──────── RECORDS TO PROCESS

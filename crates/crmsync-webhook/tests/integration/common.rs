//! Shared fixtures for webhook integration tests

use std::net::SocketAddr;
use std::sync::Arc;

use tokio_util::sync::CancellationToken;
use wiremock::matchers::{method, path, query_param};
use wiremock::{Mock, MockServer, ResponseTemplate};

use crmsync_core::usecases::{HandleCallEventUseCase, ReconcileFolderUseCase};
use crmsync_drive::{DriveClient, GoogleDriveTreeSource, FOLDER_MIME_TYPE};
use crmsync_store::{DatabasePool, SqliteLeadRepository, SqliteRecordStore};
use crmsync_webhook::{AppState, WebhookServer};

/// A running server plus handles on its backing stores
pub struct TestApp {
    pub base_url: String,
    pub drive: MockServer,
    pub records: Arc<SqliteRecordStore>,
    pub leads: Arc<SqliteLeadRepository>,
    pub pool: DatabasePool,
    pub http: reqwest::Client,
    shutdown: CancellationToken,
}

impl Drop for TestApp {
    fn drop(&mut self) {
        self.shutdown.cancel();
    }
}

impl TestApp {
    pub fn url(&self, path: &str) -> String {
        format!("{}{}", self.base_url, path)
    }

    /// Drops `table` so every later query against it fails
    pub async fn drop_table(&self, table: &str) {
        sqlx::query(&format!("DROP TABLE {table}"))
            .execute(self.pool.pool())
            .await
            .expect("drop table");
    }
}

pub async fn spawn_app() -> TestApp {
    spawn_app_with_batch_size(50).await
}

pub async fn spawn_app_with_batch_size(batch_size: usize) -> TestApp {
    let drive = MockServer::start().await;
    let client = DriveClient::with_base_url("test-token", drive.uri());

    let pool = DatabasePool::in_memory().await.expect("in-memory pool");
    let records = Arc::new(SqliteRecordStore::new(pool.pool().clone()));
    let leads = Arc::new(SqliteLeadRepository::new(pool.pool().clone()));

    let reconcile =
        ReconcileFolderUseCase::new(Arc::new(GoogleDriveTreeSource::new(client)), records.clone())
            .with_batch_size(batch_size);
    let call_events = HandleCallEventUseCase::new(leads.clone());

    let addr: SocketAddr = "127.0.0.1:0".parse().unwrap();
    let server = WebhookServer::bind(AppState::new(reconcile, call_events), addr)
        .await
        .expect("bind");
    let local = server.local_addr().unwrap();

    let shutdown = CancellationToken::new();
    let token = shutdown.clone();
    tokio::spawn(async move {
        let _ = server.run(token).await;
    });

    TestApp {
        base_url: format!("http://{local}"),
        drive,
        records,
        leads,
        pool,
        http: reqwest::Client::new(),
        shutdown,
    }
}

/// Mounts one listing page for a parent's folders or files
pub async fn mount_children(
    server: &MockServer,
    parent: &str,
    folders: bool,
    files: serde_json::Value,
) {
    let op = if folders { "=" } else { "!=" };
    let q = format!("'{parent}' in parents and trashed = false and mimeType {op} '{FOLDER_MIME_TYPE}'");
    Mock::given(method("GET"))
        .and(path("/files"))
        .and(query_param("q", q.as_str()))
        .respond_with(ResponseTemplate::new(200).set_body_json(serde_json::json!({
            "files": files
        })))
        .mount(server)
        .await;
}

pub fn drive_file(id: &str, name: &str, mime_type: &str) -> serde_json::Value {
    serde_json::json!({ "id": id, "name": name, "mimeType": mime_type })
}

────────────────
──────── RECORDS TO PROCESS

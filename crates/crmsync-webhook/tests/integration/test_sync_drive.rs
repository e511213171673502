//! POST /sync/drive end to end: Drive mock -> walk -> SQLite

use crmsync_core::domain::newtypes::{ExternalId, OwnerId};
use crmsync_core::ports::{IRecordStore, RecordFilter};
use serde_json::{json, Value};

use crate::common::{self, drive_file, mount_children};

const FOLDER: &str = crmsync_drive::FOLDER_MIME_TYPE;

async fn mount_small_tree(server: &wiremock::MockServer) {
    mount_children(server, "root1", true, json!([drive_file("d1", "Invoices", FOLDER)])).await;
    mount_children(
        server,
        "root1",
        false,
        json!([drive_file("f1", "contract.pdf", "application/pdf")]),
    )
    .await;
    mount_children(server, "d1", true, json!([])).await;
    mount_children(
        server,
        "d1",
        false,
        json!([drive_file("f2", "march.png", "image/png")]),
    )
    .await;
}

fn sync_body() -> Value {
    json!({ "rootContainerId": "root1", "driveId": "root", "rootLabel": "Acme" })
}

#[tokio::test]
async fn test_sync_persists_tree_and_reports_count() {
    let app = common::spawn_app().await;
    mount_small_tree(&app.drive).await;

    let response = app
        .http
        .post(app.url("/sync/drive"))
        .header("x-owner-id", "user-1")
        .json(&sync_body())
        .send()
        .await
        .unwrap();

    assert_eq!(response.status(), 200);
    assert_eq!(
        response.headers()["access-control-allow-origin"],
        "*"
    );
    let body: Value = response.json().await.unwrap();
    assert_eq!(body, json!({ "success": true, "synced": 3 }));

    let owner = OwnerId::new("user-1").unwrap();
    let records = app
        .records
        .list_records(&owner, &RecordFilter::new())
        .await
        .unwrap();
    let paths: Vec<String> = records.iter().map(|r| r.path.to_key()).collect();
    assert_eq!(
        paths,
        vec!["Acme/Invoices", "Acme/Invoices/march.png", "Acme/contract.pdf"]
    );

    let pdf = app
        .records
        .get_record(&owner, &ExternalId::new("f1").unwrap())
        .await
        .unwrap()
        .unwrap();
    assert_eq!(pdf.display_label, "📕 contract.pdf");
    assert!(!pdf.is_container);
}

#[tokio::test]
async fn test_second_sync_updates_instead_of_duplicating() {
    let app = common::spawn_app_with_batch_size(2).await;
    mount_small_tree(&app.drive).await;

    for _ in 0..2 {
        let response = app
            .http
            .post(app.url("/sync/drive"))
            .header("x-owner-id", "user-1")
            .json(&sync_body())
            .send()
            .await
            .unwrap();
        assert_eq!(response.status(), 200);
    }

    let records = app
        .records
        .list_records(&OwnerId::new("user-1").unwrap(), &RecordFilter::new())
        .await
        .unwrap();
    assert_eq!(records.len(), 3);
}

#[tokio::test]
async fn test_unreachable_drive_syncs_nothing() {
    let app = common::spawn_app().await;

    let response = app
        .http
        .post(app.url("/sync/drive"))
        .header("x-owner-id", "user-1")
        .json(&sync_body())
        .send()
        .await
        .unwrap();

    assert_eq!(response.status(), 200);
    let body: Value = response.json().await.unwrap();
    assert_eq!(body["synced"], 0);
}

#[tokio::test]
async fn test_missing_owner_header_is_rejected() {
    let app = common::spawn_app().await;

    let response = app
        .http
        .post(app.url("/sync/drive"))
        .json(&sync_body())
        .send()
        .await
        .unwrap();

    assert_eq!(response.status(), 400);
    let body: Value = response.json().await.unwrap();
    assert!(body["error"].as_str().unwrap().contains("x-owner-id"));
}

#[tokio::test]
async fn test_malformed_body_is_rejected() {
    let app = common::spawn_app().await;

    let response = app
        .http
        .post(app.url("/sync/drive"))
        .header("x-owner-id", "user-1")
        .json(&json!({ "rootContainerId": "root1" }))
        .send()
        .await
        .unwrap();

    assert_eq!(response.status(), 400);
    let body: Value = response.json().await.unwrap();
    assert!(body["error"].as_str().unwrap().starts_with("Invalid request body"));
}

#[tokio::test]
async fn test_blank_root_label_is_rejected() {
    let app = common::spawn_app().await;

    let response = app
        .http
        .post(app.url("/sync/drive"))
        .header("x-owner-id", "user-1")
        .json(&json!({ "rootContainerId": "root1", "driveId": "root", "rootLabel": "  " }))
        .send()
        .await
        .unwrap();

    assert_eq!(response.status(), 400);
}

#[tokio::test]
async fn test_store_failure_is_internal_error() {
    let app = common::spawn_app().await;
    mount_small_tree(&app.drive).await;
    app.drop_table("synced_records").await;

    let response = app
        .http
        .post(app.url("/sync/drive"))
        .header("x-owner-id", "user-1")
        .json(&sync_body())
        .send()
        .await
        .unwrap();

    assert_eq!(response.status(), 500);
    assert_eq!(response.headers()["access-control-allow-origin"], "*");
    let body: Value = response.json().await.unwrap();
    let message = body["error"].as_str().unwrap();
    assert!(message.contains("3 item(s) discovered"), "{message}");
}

────────────────
──────── RECORDS TO PROCESS

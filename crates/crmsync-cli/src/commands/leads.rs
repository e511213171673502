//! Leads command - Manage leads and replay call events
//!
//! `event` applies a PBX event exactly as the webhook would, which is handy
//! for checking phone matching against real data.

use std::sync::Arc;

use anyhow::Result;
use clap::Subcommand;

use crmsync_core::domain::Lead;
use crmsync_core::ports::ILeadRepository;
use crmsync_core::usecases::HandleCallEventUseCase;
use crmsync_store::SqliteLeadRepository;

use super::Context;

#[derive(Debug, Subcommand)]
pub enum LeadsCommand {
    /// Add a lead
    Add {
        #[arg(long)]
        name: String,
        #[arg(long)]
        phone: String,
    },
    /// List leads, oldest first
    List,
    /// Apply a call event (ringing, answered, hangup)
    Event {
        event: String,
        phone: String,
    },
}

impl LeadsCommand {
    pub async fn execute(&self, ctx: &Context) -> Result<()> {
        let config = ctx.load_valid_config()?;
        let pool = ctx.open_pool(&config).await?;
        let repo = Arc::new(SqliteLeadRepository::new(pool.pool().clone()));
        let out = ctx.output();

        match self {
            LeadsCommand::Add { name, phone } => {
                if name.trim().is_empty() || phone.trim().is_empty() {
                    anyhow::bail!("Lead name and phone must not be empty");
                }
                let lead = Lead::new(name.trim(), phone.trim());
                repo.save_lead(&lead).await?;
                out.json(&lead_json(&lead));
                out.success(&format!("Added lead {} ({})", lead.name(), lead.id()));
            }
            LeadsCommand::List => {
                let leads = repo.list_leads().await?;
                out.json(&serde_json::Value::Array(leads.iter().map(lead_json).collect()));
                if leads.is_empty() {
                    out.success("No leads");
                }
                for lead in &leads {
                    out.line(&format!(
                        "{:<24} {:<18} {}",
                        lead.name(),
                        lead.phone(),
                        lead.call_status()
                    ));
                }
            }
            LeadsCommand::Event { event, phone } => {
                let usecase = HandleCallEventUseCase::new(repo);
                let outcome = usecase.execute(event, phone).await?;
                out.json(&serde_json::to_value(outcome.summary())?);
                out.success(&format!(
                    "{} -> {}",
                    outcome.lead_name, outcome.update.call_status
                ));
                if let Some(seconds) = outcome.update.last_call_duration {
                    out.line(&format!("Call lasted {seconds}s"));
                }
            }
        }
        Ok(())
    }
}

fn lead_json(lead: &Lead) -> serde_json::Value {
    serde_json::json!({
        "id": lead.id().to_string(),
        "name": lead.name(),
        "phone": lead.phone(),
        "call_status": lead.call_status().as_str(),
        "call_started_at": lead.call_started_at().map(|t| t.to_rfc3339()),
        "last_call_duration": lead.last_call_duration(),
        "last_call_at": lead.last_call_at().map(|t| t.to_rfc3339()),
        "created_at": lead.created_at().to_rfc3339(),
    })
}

────────────────

Begin at the line above that has "filename crates/crmsync-webhook/tests/integration/common.rs" and stop after the line that has "records = Arc::new(SqliteRecordStore::new(pool.pool().clone()));", copying each line exactly and adding nothing else.

filename crates/crmsync-webhook/tests/integration/common.rs
//! Shared fixtures for webhook integration tests

use std::net::SocketAddr;
use std::sync::Arc;

use tokio_util::sync::CancellationToken;
use wiremock::matchers::{method, path, query_param};
use wiremock::{Mock, MockServer, ResponseTemplate};

use crmsync_core::usecases::{HandleCallEventUseCase, ReconcileFolderUseCase};
use crmsync_drive::{DriveClient, GoogleDriveTreeSource, FOLDER_MIME_TYPE};
use crmsync_store::{DatabasePool, SqliteLeadRepository, SqliteRecordStore};
use crmsync_webhook::{AppState, WebhookServer};

/// A running server plus handles on its backing stores
pub struct TestApp {
    pub base_url: String,
    pub drive: MockServer,
    pub records: Arc<SqliteRecordStore>,
    pub leads: Arc<SqliteLeadRepository>,
    pub pool: DatabasePool,
    pub http: reqwest::Client,
    shutdown: CancellationToken,
}

impl Drop for TestApp {
    fn drop(&mut self) {
        self.shutdown.cancel();
    }
}

impl TestApp {
    pub fn url(&self, path: &str) -> String {
        format!("{}{}", self.base_url, path)
    }

    /// Drops `table` so every later query against it fails
    pub async fn drop_table(&self, table: &str) {
        sqlx::query(&format!("DROP TABLE {table}"))
            .execute(self.pool.pool())
            .await
            .expect("drop table");
    }
}

pub async fn spawn_app() -> TestApp {
    spawn_app_with_batch_size(50).await
}

pub async fn spawn_app_with_batch_size(batch_size: usize) -> TestApp {
    let drive = MockServer::start().await;
    let client = DriveClient::with_base_url("test-token", drive.uri());

    let pool = DatabasePool::in_memory().await.expect("in-memory pool");
    let records = Arc::new(SqliteRecordStore::new(pool.pool().clone()));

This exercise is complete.